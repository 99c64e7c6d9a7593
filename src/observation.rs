use std::sync::{Mutex, PoisonError};
use std::time::Duration;

/// Structured record produced by a timer, formatting is left to the sink
#[derive(Debug, Clone, PartialEq, Eq)]
pub enum Observation {
    /// A single event ran longer than the limit given at start
    ThresholdExceeded {
        topic: String,
        event_name: String,
        elapsed: Duration,
        limit: Duration,
    },
    /// Total accumulated for a topic, tagged with a caller label
    Summary {
        topic: String,
        label: String,
        total_elapsed: Duration,
    },
    /// An event was stopped
    EventCompleted {
        topic: String,
        event_name: String,
        elapsed: Duration,
        total_elapsed: Duration,
    },
    /// Total reached right before the topic was reset
    Reset {
        topic: String,
        total_elapsed: Duration,
    },
}

impl Observation {
    pub fn topic(&self) -> &str {
        match self {
            Observation::ThresholdExceeded { topic, .. }
            | Observation::Summary { topic, .. }
            | Observation::EventCompleted { topic, .. }
            | Observation::Reset { topic, .. } => topic,
        }
    }

    pub fn is_threshold_exceeded(&self) -> bool {
        matches!(self, Observation::ThresholdExceeded { .. })
    }
}

/// Receiver of timer observations. Must not block the caller for long.
pub trait ObservationSink: Send + Sync {
    fn observe(&self, observation: Observation);
}

/// Forwards observations to the `log` facade
#[derive(Debug, Default, Clone, Copy)]
pub struct LogSink;

impl ObservationSink for LogSink {
    fn observe(&self, observation: Observation) {
        match observation {
            Observation::ThresholdExceeded {
                topic,
                event_name,
                elapsed,
                limit,
            } => log::warn!(
                "PerformanceMonitor:({topic}): Warning: {event_name} duration: {:.6}s exceeds limit of {:.6}s.",
                elapsed.as_secs_f64(),
                limit.as_secs_f64()
            ),
            Observation::Summary {
                topic,
                label,
                total_elapsed,
            } => log::info!(
                "PerformanceMonitor:({topic}): [{label}] totalTime {:.6}s",
                total_elapsed.as_secs_f64()
            ),
            Observation::EventCompleted {
                topic,
                event_name,
                elapsed,
                total_elapsed,
            } => log::debug!(
                "PerformanceMonitor:({topic}): {event_name} duration: {:.6}s. totalTime {:.6}s",
                elapsed.as_secs_f64(),
                total_elapsed.as_secs_f64()
            ),
            Observation::Reset {
                topic,
                total_elapsed,
            } => log::info!(
                "PerformanceMonitor:({topic}): reset({:.6}s)",
                total_elapsed.as_secs_f64()
            ),
        }
    }
}

/// Keeps every observation in memory
#[derive(Debug, Default)]
pub struct MemorySink {
    observations: Mutex<Vec<Observation>>,
}

impl MemorySink {
    pub fn new() -> Self {
        Self::default()
    }

    pub fn observations(&self) -> Vec<Observation> {
        self.observations
            .lock()
            .unwrap_or_else(PoisonError::into_inner)
            .clone()
    }

    pub fn threshold_warnings(&self) -> Vec<Observation> {
        self.observations()
            .into_iter()
            .filter(Observation::is_threshold_exceeded)
            .collect()
    }

    pub fn clear(&self) {
        self.observations
            .lock()
            .unwrap_or_else(PoisonError::into_inner)
            .clear();
    }
}

impl ObservationSink for MemorySink {
    fn observe(&self, observation: Observation) {
        self.observations
            .lock()
            .unwrap_or_else(PoisonError::into_inner)
            .push(observation);
    }
}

- _Required action_:
Write out, please, all of the material above exactly as written.

- _Exercise output_:
repository 99c64e7c6d9a7593
filename src/observation.rs
use std::sync::{Mutex, PoisonError};
use std::time::Duration;

/// Structured record produced by a timer, formatting is left to the sink
#[derive(Debug, Clone, PartialEq, Eq)]
pub enum Observation {
    /// A single event ran longer than the limit given at start
    ThresholdExceeded {
        topic: String,
        event_name: String,
        elapsed: Duration,
        limit: Duration,
    },
    /// Total accumulated for a topic, tagged with a caller label
    Summary {
        topic: String,
        label: String,
        total_elapsed: Duration,
    },
    /// An event was stopped
    EventCompleted {
        topic: String,
        event_name: String,
        elapsed: Duration,
        total_elapsed: Duration,
    },
    /// Total reached right before the topic was reset
    Reset {
        topic: String,
        total_elapsed: Duration,
    },
}

impl Observation {
    pub fn topic(&self) -> &str {
        match self {
            Observation::ThresholdExceeded { topic, .. }
            | Observation::Summary { topic, .. }
            | Observation::EventCompleted { topic, .. }
            | Observation::Reset { topic, .. } => topic,
        }
    }

    pub fn is_threshold_exceeded(&self) -> bool {
        matches!(self, Observation::ThresholdExceeded { .. })
    }
}

/// Receiver of timer observations. Must not block the caller for long.
pub trait ObservationSink: Send + Sync {
    fn observe(&self, observation: Observation);
}

/// Forwards observations to the `log` facade
#[derive(Debug, Default, Clone, Copy)]
pub struct LogSink;

impl ObservationSink for LogSink {
    fn observe(&self, observation: Observation) {
        match observation {
            Observation::ThresholdExceeded {
                topic,
                event_name,
                elapsed,
                limit,
            } => log::warn!(
                "PerformanceMonitor:({topic}): Warning: {event_name} duration: {:.6}s exceeds limit of {:.6}s.",
                elapsed.as_secs_f64(),
                limit.as_secs_f64()
            ),
            Observation::Summary {
                topic,
                label,
                total_elapsed,
            } => log::info!(
                "PerformanceMonitor:({topic}): [{label}] totalTime {:.6}s",
                total_elapsed.as_secs_f64()
            ),
            Observation::EventCompleted {
                topic,
                event_name,
                elapsed,
                total_elapsed,
            } => log::debug!(
                "PerformanceMonitor:({topic}): {event_name} duration: {:.6}s. totalTime {:.6}s",
                elapsed.as_secs_f64(),
                total_elapsed.as_secs_f64()
            ),
            Observation::Reset {
                topic,
                total_elapsed,
            } => log::info!(
                "PerformanceMonitor:({topic}): reset({:.6}s)",
                total_elapsed.as_secs_f64()
            ),
        }
    }
}

/// Keeps every observation in memory
#[derive(Debug, Default)]
pub struct MemorySink {
    observations: Mutex<Vec<Observation>>,
}

impl MemorySink {
    pub fn new() -> Self {
        Self::default()
    }

    pub fn observations(&self) -> Vec<Observation> {
        self.observations
            .lock()
            .unwrap_or_else(PoisonError::into_inner)
            .clone()
    }

    pub fn threshold_warnings(&self) -> Vec<Observation> {
        self.observations()
            .into_iter()
            .filter(Observation::is_threshold_exceeded)
            .collect()
    }

    pub fn clear(&self) {
        self.observations
            .lock()
            .unwrap_or_else(PoisonError::into_inner)
            .clear();
    }
}

impl ObservationSink for MemorySink {
    fn observe(&self, observation: Observation) {
        self.observations
            .lock()
            .unwrap_or_else(PoisonError::into_inner)
            .push(observation);
    }
}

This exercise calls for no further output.